POWER CENTRAL VALUES OF DERIVATIONS ON MULTILINEAR POLYNOMIALS

Abstract

Let $R$ be a prime ring with extended centroid $C$, $\rho$ a nonzero right ideal of $R$, $d$ a nonzero derivation of $R$, $f(X_1, \ldots, X_t)$ a multilinear polynomial over $C$, $a\in R$ and $n$ a fixed positive integer.

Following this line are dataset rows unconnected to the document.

//! Tests for the content service.

use std::sync::Arc;

use rstest::rstest;

use super::*;
use crate::domain::ports::{MockContentRepository, MockProfileRepository};
use crate::domain::service_test_helpers::{actor, content, profile, user};
use crate::domain::{ErrorCode, Role, UserId};

fn service(
    content: MockContentRepository,
    profiles: MockProfileRepository,
) -> ContentServiceImpl<MockContentRepository, MockProfileRepository> {
    ContentServiceImpl::new(Arc::new(content), Arc::new(profiles))
}

fn draft(profile_id: Uuid) -> ContentDraft {
    ContentDraft {
        profile_id,
        kind: Some("photo".to_owned()),
        url: "https://cdn.example.com/p/2.jpg".to_owned(),
        thumbnail: Some(String::new()),
        ..ContentDraft::default()
    }
}

#[rstest]
#[tokio::test]
async fn create_requires_profile_ownership() {
    let performer = actor(&user(Role::Performer));
    let foreign = profile(UserId::random());
    let profile_id = foreign.id;
    let mut profiles = MockProfileRepository::new();
    profiles
        .expect_find_by_id()
        .return_once(move |_| Ok(Some(foreign)));
    let mut repo = MockContentRepository::new();
    repo.expect_insert().times(0);

    let err = service(repo, profiles)
        .create(&performer, draft(profile_id))
        .await
        .expect_err("foreign profile");

    assert_eq!(err.code(), ErrorCode::Forbidden);
}

#[rstest]
#[tokio::test]
async fn create_stores_validated_content() {
    let owner = user(Role::Performer);
    let performer = actor(&owner);
    let own = profile(owner.id);
    let profile_id = own.id;
    let mut profiles = MockProfileRepository::new();
    profiles
        .expect_find_by_id()
        .return_once(move |_| Ok(Some(own)));
    let stored_profile = profile(owner.id);
    let mut repo = MockContentRepository::new();
    repo.expect_insert()
        .times(1)
        .withf(|new_content| new_content.thumbnail.is_none())
        .return_once(move |_| Ok(content(&stored_profile, false)));

    let created = service(repo, profiles)
        .create(&performer, draft(profile_id))
        .await
        .expect("content created");

    assert!(!created.is_premium);
}

#[rstest]
#[tokio::test]
async fn create_rejects_non_photo_types() {
    let owner = user(Role::Performer);
    let performer = actor(&owner);
    let own = profile(owner.id);
    let profile_id = own.id;
    let mut profiles = MockProfileRepository::new();
    profiles
        .expect_find_by_id()
        .return_once(move |_| Ok(Some(own)));

    let mut raw = draft(profile_id);
    raw.kind = Some("video".to_owned());
    let err = service(MockContentRepository::new(), profiles)
        .create(&performer, raw)
        .await
        .expect_err("video");

    assert_eq!(err.code(), ErrorCode::InvalidRequest);
}

#[rstest]
#[tokio::test]
async fn clients_must_name_a_profile_when_listing() {
    let client = actor(&user(Role::Client));
    let err = service(MockContentRepository::new(), MockProfileRepository::new())
        .list(&client, None)
        .await
        .expect_err("missing profile id");

    assert_eq!(err.code(), ErrorCode::InvalidRequest);
}

#[rstest]
#[tokio::test]
async fn clients_only_see_public_content() {
    let client = actor(&user(Role::Client));
    let mut repo = MockContentRepository::new();
    repo.expect_list_by_profile()
        .withf(|_, include_premium| !*include_premium)
        .return_once(|_, _| Ok(Vec::new()));

    let listed = service(repo, MockProfileRepository::new())
        .list(&client, Some(Uuid::new_v4()))
        .await
        .expect("listing succeeds");

    assert!(listed.is_empty());
}

#[rstest]
#[tokio::test]
async fn performers_list_their_own_profile_including_premium() {
    let owner = user(Role::Performer);
    let performer = actor(&owner);
    let own = profile(owner.id);
    let own_id = own.id;
    let premium = content(&own, true);
    let mut profiles = MockProfileRepository::new();
    profiles
        .expect_find_by_user()
        .return_once(move |_| Ok(Some(own)));
    let mut repo = MockContentRepository::new();
    repo.expect_list_by_profile()
        .withf(move |profile_id, include_premium| *profile_id == own_id && *include_premium)
        .return_once(move |_, _| Ok(vec![premium]));

    let listed = service(repo, profiles)
        .list(&performer, Some(Uuid::new_v4()))
        .await
        .expect("listing succeeds");

    assert_eq!(listed.len(), 1);
    assert!(listed[0].is_premium);
}

#[rstest]
#[tokio::test]
async fn performer_without_profile_gets_not_found() {
    let performer = actor(&user(Role::Performer));
    let mut profiles = MockProfileRepository::new();
    profiles.expect_find_by_user().return_once(|_| Ok(None));

    let err = service(MockContentRepository::new(), profiles)
        .list(&performer, None)
        .await
        .expect_err("no profile");

    assert_eq!(err.code(), ErrorCode::NotFound);
}

#[rstest]
#[tokio::test]
async fn delete_rejects_other_performers() {
    let performer = actor(&user(Role::Performer));
    let item = content(&profile(UserId::random()), false);
    let id = item.id;
    let mut repo = MockContentRepository::new();
    repo.expect_find_by_id().return_once(move |_| Ok(Some(item)));
    repo.expect_delete().times(0);

    let err = service(repo, MockProfileRepository::new())
        .delete(&performer, &id)
        .await
        .expect_err("not owner");

    assert_eq!(err.code(), ErrorCode::Forbidden);
}

#[rstest]
#[tokio::test]
async fn delete_removes_owned_content() {
    let owner = user(Role::Performer);
    let item = content(&profile(owner.id), false);
    let id = item.id;
    let mut repo = MockContentRepository::new();
    repo.expect_find_by_id().return_once(move |_| Ok(Some(item)));
    repo.expect_delete().times(1).return_once(|_| Ok(true));

    service(repo, MockProfileRepository::new())
        .delete(&actor(&owner), &id)
        .await
        .expect("deleted");
}

#[rstest]
#[case(CounterChange::View)]
#[case(CounterChange::Like)]
#[case(CounterChange::Unlike)]
#[tokio::test]
async fn performers_cannot_engage(#[case] change: CounterChange) {
    let performer = actor(&user(Role::Performer));
    let mut repo = MockContentRepository::new();
    repo.expect_apply_counter().times(0);

    let err = service(repo, MockProfileRepository::new())
        .engage(&performer, &Uuid::new_v4(), change)
        .await
        .expect_err("performer engagement");

    assert_eq!(err.code(), ErrorCode::Forbidden);
}

#[rstest]
#[tokio::test]
async fn engaging_missing_content_is_not_found() {
    let client = actor(&user(Role::Client));
    let mut repo = MockContentRepository::new();
    repo.expect_apply_counter().return_once(|_, _| Ok(None));

    let err = service(repo, MockProfileRepository::new())
        .engage(&client, &Uuid::new_v4(), CounterChange::View)
        .await
        .expect_err("missing content");

    assert_eq!(err.code(), ErrorCode::NotFound);
}

#[rstest]
#[tokio::test]
async fn unlike_returns_clamped_counters() {
    let client = actor(&user(Role::Client));
    let id = Uuid::new_v4();
    let mut repo = MockContentRepository::new();
    repo.expect_apply_counter()
        .withf(|_, change| *change == CounterChange::Unlike)
        .return_once(move |id, _| {
            Ok(Some(ContentCounters {
                id: *id,
                views: 2,
                likes: 0,
            }))
        });

    let counters = service(repo, MockProfileRepository::new())
        .engage(&client, &id, CounterChange::Unlike)
        .await
        .expect("unlike succeeds");

    assert_eq!(counters.likes, 0);
    assert_eq!(counters.id, id);
}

[(I)] If $ad(f(x_1, \ldots, x_t))^n=0$ ($d(f(x_1, \ldots, x_t))^na=0$) for all $x_1, \ldots, x_t$ $\in\rho$, then either $a\rho=0$ ($a=0$ resp.), $d(\rho)\rho=0$ or $\rho C = eRC$ for some idempotent $e$ in the socle of $RC$ such that $f(X_1, \ldots, X_t)$ is central-valued on $eRCe$.

[(II)] If $ad(f(x_1, \ldots, x_t))^n\in C$ ($d(f(x_1, \ldots, x_t))^na\in C$) for all $x_1, \ldots, x_t$ $\in\rho$ and $ad(f(y_1,\ldots,y_t))^n\ne 0$ $(d(f(y_1,\ldots,y_t))^na\ne 0)$ for some $y_1,\ldots,y_t\in\rho$, then either $f(\rho)\rho=0$ or $f(X_1, \ldots, X_t)$ is central-valued on $RC$ unless dim$_CRC=4$.